Molti broker italiani che vogliono avvicinarsi al mondo del Forex si chiedono come funzioni la questione fiscale sui guadagni ricavati dal trading. Diciamo subito quindi, a scanso di equivoci, che le tasse sui profitti del Forex vanno sempre pagate. Esisteva un decreto legislativo fino a qualche anno fa che prevedeva il pagamento dell’imposta solo su un guadagno che superava i 50 mila euro, con operazioni di compravendita delle valute che rimanevano aperte per un periodo di tempo maggiore a quello di sette giorni lavorativi. Ciò portava molti broker forex a chiudere nel giro di breve tempo le loro transazioni, al fine di evitare il pagamento della tassa sui loro eventuali guadagni.

Nel 2010 quindi il decreto è stato modificato a favore di un altro decreto legislativo che impone l’obbligo a tutti i trader di pagare le tasse su tutti i guadagni derivati dal trading Forex, di qualsiasi importo e con qualsiasi tempistica. Questo perché i contratti di compravendita delle valute sono stati definiti dei veri e propri CFD (contratti finanziari differenziali), dunque soggetti a tassazione.

Come si calcola l’imposta sul profitto?

Per il calcolo di ciò che avete guadagnato nel corso di un anno solare e sul quale calcolare l’imposta, vi verranno in aiuto alcuni strumenti forniti dagli stessi broker Forex. Grazie a questi strumenti, potrete facilmente tenere il conto di tutti i vostri profitti e di tutte le vostre perdite di un intero anno e calcolare la somma algebrica di entrambe. Fatto ciò, l’imposta sul profitto va applicata alla somma delle plusvalenze e delle minusvalenze (guadagni e perdite). Se il risultato di questa somma è positivo, vorrà dire che avrete guadagnato del denaro durante quell’anno di investimenti; al contrario, avrete perso il denaro investito.
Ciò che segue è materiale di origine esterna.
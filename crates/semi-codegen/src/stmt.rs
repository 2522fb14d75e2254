//! Code-section parsing and statement code generation.
//!
//! Sections after the data section alternate between straight-line code
//! (`Single`) and `while` loops (`Loop`). Each statement is a register, a
//! command character and the command's operands; what gets emitted depends
//! on the register's type.

use semi_runtime::c_runtime::names;
use semi_types::{ErrorCode, Register, RegisterKind, Result, Span};

use crate::command::{BinaryOp, Command, UnaryOp};
use crate::compiler::{Compiler, SectionMode};
use crate::{CLOSER, JOIN_CLOSER, SECTION_MARKER};

use semi_types::RegisterKind::{Number, String as Str};

/// Standard streams are never closed by the generated program.
fn is_file_stream(stream: &str) -> String {
    format!("{stream} != stdin && {stream} != stdout && {stream} != stderr")
}

impl<'src> Compiler<'src> {
    /// Parse every section after the data section.
    pub(crate) fn parse_code_sections(&mut self) -> Result<()> {
        while let Some(c) = self.next_char() {
            match c.byte {
                SECTION_MARKER => self.toggle_section(c.span)?,
                CLOSER => self.close_conditional(c.span)?,
                JOIN_CLOSER => self.else_branch(c.span)?,
                _ => {
                    let reg = Register::parse(c.byte).map_err(|e| self.register_error(e, c.span))?;
                    let kind = self.kind_of(reg, c.span)?;
                    self.statement(reg, kind, c.span)?;
                }
            }
        }

        if self.mode == SectionMode::Loop {
            self.leave_loop(self.eof_span())?;
        }
        if !self.conditionals.is_empty() {
            return Err(self.error(
                ErrorCode::UNCLOSED_CONDITIONAL,
                format!(
                    "{} conditional(s) still open at end of input",
                    self.conditionals.len()
                ),
                self.eof_span(),
            ));
        }
        Ok(())
    }

    // ══════════════════════════════════════════════════════════════════════
    // Block structure
    // ══════════════════════════════════════════════════════════════════════

    fn toggle_section(&mut self, span: Span) -> Result<()> {
        match self.mode {
            SectionMode::Single => {
                let test = self.read_register(Number)?;
                self.out.open(format!("while({}) {{", test.c_name()));
                self.loop_base = self.conditionals.len();
                self.mode = SectionMode::Loop;
            }
            SectionMode::Loop => self.leave_loop(span)?,
        }
        Ok(())
    }

    fn leave_loop(&mut self, span: Span) -> Result<()> {
        if self.conditionals.len() != self.loop_base {
            return Err(self.error(
                ErrorCode::UNCLOSED_CONDITIONAL,
                "Conditional opened inside a loop section must be closed before the section ends",
                span,
            ));
        }
        self.out.close();
        self.mode = SectionMode::Single;
        Ok(())
    }

    /// Conditionals the current section may close.
    fn closable(&self) -> usize {
        match self.mode {
            SectionMode::Single => self.conditionals.len(),
            SectionMode::Loop => self.conditionals.len() - self.loop_base,
        }
    }

    fn close_conditional(&mut self, span: Span) -> Result<()> {
        if self.closable() == 0 {
            return Err(self.error(
                ErrorCode::UNEXPECTED_CLOSER,
                format!("Unexpected closer `{}`", CLOSER as char),
                span,
            ));
        }
        self.conditionals.pop();
        self.out.close();
        Ok(())
    }

    fn else_branch(&mut self, span: Span) -> Result<()> {
        if self.closable() == 0 {
            return Err(self.error(
                ErrorCode::UNEXPECTED_CLOSER,
                format!("Unexpected join-closer `{}`", JOIN_CLOSER as char),
                span,
            ));
        }
        if let Some(has_else) = self.conditionals.last_mut() {
            if *has_else {
                return Err(self.error(
                    ErrorCode::UNEXPECTED_CLOSER,
                    "Conditional already has an else branch",
                    span,
                ));
            }
            *has_else = true;
        }
        self.out.reopen("} else {");
        Ok(())
    }

    // ══════════════════════════════════════════════════════════════════════
    // Statements
    // ══════════════════════════════════════════════════════════════════════

    fn statement(&mut self, reg: Register, kind: RegisterKind, span: Span) -> Result<()> {
        let Some(c) = self.next_char() else {
            return Err(self.error(
                ErrorCode::UNKNOWN_COMMAND,
                format!("Unknown command (got end of input) for `{reg}`"),
                self.eof_span(),
            ));
        };
        let Some(command) = Command::from_byte(c.byte) else {
            return Err(self.error(
                ErrorCode::UNKNOWN_COMMAND,
                format!("Unknown command `{}` for `{reg}`", c.display()),
                c.span,
            ));
        };

        match command {
            Command::Binary(op) => self.emit_binary(op, reg, kind, span),
            Command::Unary(op) => self.emit_unary(op, reg, kind, span),
            Command::Assign => self.emit_assign(reg, kind, span),
            Command::CharAt => self.emit_char_at(reg, kind, span),
            Command::CharSet => self.emit_char_set(reg, kind, span),
            Command::ArgLoad => self.emit_arg_load(reg, kind, span),
            Command::Put => {
                let line = match kind {
                    Number => format!("fputc({}, ostream);", reg.c_name()),
                    Str => format!("{}({}, ostream);", names::WRITE, reg.c_name()),
                };
                self.out.line(line);
                Ok(())
            }
            Command::Debug => {
                self.emit_debug(reg, kind);
                Ok(())
            }
            Command::Exit => match kind {
                Number => {
                    self.out.line(format!("return {};", reg.c_name()));
                    Ok(())
                }
                Str => Err(self.not_implemented("exit", reg, span)),
            },
            Command::InputStream => self.emit_stream_select(reg, kind, "istream", "stdin"),
            Command::OutputStream => self.emit_stream_select(reg, kind, "ostream", "stdout"),
            Command::GetChar => self.emit_get_char(reg, kind, span),
            Command::Input => self.emit_input(reg, kind, span),
            Command::Resize => {
                self.expect_string(reg, kind, span)?;
                let length = self.read_register(Number)?;
                self.out.line(format!(
                    "{}({}, {});",
                    names::RESIZE,
                    reg.c_name(),
                    length.c_name()
                ));
                Ok(())
            }
            Command::Size => {
                self.expect_string(reg, kind, span)?;
                let out = self.read_register_cons(Number)?;
                self.out
                    .line(format!("{} = (int) {}->size;", out.c_name(), reg.c_name()));
                Ok(())
            }
            Command::Print => {
                let line = match kind {
                    Number => format!("fprintf(ostream, \"%i\\n\", {});", reg.c_name()),
                    Str => format!("{}({}, ostream);", names::PRINT, reg.c_name()),
                };
                self.out.line(line);
                Ok(())
            }
            Command::If => match kind {
                Number => {
                    self.out.open(format!("if({}) {{", reg.c_name()));
                    self.conditionals.push(false);
                    Ok(())
                }
                Str => Err(self.not_implemented("conditional", reg, span)),
            },
        }
    }

    fn expect_string(&self, reg: Register, kind: RegisterKind, span: Span) -> Result<()> {
        if kind != Str {
            return Err(self.type_mismatch(reg, Str, kind, span));
        }
        Ok(())
    }

    fn expect_number(&self, reg: Register, kind: RegisterKind, span: Span) -> Result<()> {
        if kind != Number {
            return Err(self.type_mismatch(reg, Number, kind, span));
        }
        Ok(())
    }

    fn expect_writable(&self, reg: Register, span: Span) -> Result<()> {
        if reg.is_digit() {
            return Err(self.constant_target(reg, span));
        }
        Ok(())
    }

    // ── Arithmetic ───────────────────────────────────────────────────────

    fn emit_binary(&mut self, op: BinaryOp, reg: Register, kind: RegisterKind, span: Span) -> Result<()> {
        match kind {
            Number => {
                let rhs = self.read_register(Number)?;
                let out = self.read_register_cons(Number)?;
                self.out.line(format!(
                    "{} = {} {} {};",
                    out.c_name(),
                    reg.c_name(),
                    op.c_operator(),
                    rhs.c_name()
                ));
            }
            Str if op == BinaryOp::Add => {
                let (rhs, rhs_kind, _) = self.read_any_register()?;
                let out = self.read_register_cons(Str)?;
                if out != reg {
                    self.out.line(format!(
                        "{}({}, {});",
                        names::COPY_TO,
                        out.c_name(),
                        reg.c_name()
                    ));
                }
                let append = match rhs_kind {
                    Str => names::APPEND,
                    Number => names::APPEND_CHAR,
                };
                self.out
                    .line(format!("{append}({}, {});", out.c_name(), rhs.c_name()));
            }
            Str => return Err(self.type_mismatch(reg, Number, kind, span)),
        }
        Ok(())
    }

    fn emit_unary(&mut self, op: UnaryOp, reg: Register, kind: RegisterKind, span: Span) -> Result<()> {
        self.expect_number(reg, kind, span)?;
        let out = self.read_register_cons(Number)?;
        self.out.line(format!(
            "{} = {}{};",
            out.c_name(),
            op.c_operator(),
            reg.c_name()
        ));
        Ok(())
    }

    fn emit_assign(&mut self, reg: Register, kind: RegisterKind, span: Span) -> Result<()> {
        self.expect_writable(reg, span)?;
        let from = self.read_register(kind)?;
        let line = match kind {
            Number => format!("{} = {};", reg.c_name(), from.c_name()),
            Str => format!("{}({}, {});", names::COPY_TO, reg.c_name(), from.c_name()),
        };
        self.out.line(line);
        Ok(())
    }

    // ── Buffer access ────────────────────────────────────────────────────

    fn emit_char_at(&mut self, reg: Register, kind: RegisterKind, span: Span) -> Result<()> {
        self.expect_string(reg, kind, span)?;
        let index = self.read_register(Number)?;
        let out = self.read_register_cons(Number)?;
        self.out.line(format!(
            "{} = {}({}, {});",
            out.c_name(),
            names::GET,
            reg.c_name(),
            index.c_name()
        ));
        Ok(())
    }

    fn emit_char_set(&mut self, reg: Register, kind: RegisterKind, span: Span) -> Result<()> {
        self.expect_string(reg, kind, span)?;
        let index = self.read_register(Number)?;
        let value = self.read_register(Number)?;
        self.out.line(format!(
            "{}({}, {}, {});",
            names::SET,
            reg.c_name(),
            index.c_name(),
            value.c_name()
        ));
        Ok(())
    }

    /// Replace the buffer with a copy of `argv[index]`, or an empty buffer
    /// when the index is out of range.
    fn emit_arg_load(&mut self, reg: Register, kind: RegisterKind, span: Span) -> Result<()> {
        if kind == Number {
            return Err(self.not_implemented("argument load", reg, span));
        }
        let index = self.read_register(Number)?;
        let (name, i) = (reg.c_name(), index.c_name());
        self.out.line(format!("{}({name});", names::FREE));
        self.out.line(format!(
            "{name} = {}({i} >= 0 && {i} < argc ? argv[{i}] : \"\");",
            names::FROM
        ));
        Ok(())
    }

    // ── I/O ──────────────────────────────────────────────────────────────

    fn emit_debug(&mut self, reg: Register, kind: RegisterKind) {
        let label = format!("REGISTER '{}' = ", reg.to_char());
        match kind {
            Number => self.out.line(format!(
                "fprintf(stderr, \"{label}%i\\n\", {});",
                reg.c_name()
            )),
            Str => {
                self.out.line(format!("fputs(\"{label}\", ostream);"));
                self.out
                    .line(format!("{}({}, ostream);", names::PRINT, reg.c_name()));
            }
        }
    }

    /// `f` / `F`: a String names a file to open with a mode register; a
    /// Number selects a standard stream.
    fn emit_stream_select(
        &mut self,
        reg: Register,
        kind: RegisterKind,
        stream: &str,
        default: &str,
    ) -> Result<()> {
        let close = format!("if({}) fclose({stream});", is_file_stream(stream));
        match kind {
            Str => {
                let mode = self.read_register(Number)?;
                self.out.open(format!("if({}) {{", mode.c_name()));
                self.out.line(format!(
                    "FILE* semi_next = fopen({}({}), {}({}));",
                    names::CSTR,
                    reg.c_name(),
                    names::FILE_MODE,
                    mode.c_name()
                ));
                self.out.open("if(semi_next != NULL) {");
                self.out.line(&close);
                self.out.line(format!("{stream} = semi_next;"));
                self.out.close();
                self.out.reopen("} else {");
                self.out.line(&close);
                self.out.line(format!("{stream} = {default};"));
                self.out.close();
            }
            Number => {
                self.out.line(&close);
                let target = if stream == "ostream" {
                    format!("{} == 2 ? stderr : stdout", reg.c_name())
                } else {
                    default.to_string()
                };
                self.out.line(format!("{stream} = {target};"));
            }
        }
        Ok(())
    }

    fn emit_get_char(&mut self, reg: Register, kind: RegisterKind, span: Span) -> Result<()> {
        self.expect_writable(reg, span)?;
        let line = match kind {
            Number => format!("{} = fgetc(istream);", reg.c_name()),
            Str => format!("{}({}, 0, fgetc(istream));", names::SET, reg.c_name()),
        };
        self.out.line(line);
        Ok(())
    }

    fn emit_input(&mut self, reg: Register, kind: RegisterKind, span: Span) -> Result<()> {
        self.expect_writable(reg, span)?;
        let name = reg.c_name();
        let line = match kind {
            Number => format!("(void) scanf(\" %i\", &{name});"),
            Str => format!(
                "if({name}->size > 0 && fgets((char*) {name}->data, (int) {name}->size, stdin) == NULL) {name}->data[0] = 0;"
            ),
        };
        self.out.line(line);
        Ok(())
    }
}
L’imposta, che è del 26%, va applicata comunque soltanto al risultato con esito positivo; ciò significa che pagherete le tasse sui profitti ricavati dal trading Forex soltanto se avete effettivamente guadagnato e se dunque non avrete perso nessuna somma di denaro. Sia la percentuale dell’imposta che le condizioni di pagamento della tassa sono quindi abbastanza ragionevoli, se si considera comunque che si tratta di soldi guadagnati tramite una piattaforma ed un investimento e non tramite un vero e proprio lavoro. Quindi pagare le tasse sul Forex è alquanto plausibile.

Le tasse Forex e la dichiarazione dei redditi

La somma della differenza tra le vostre plusvalenze e le vostre minusvalenze va in tutti i casi riportata nell’apposito spazio sulla dichiarazione dei redditi, attraverso il modello UNICO, compilando il quadro RT – Plusvalenze di natura finanziaria e riportando la somma dei profitti precisamente nella sezione IIB, nel rigo RT41, mentre le perdite, a patto che ce ne siano, saranno indicate nel rigo RT45. Nel rigo RT47, invece andremo ad indicare la somma derivata dall’imposta del 26% sul risultato finale e ciò quanto dobbiamo al fisco.

Ma se invece si perde denaro? in quel caso, ci si può avvalere del cosiddetto “zainetto fiscale”, ovvero si possono dichiarare i profitti e compensarli con le perdite future ottenute fino al quarto anno successivo da quella perdita.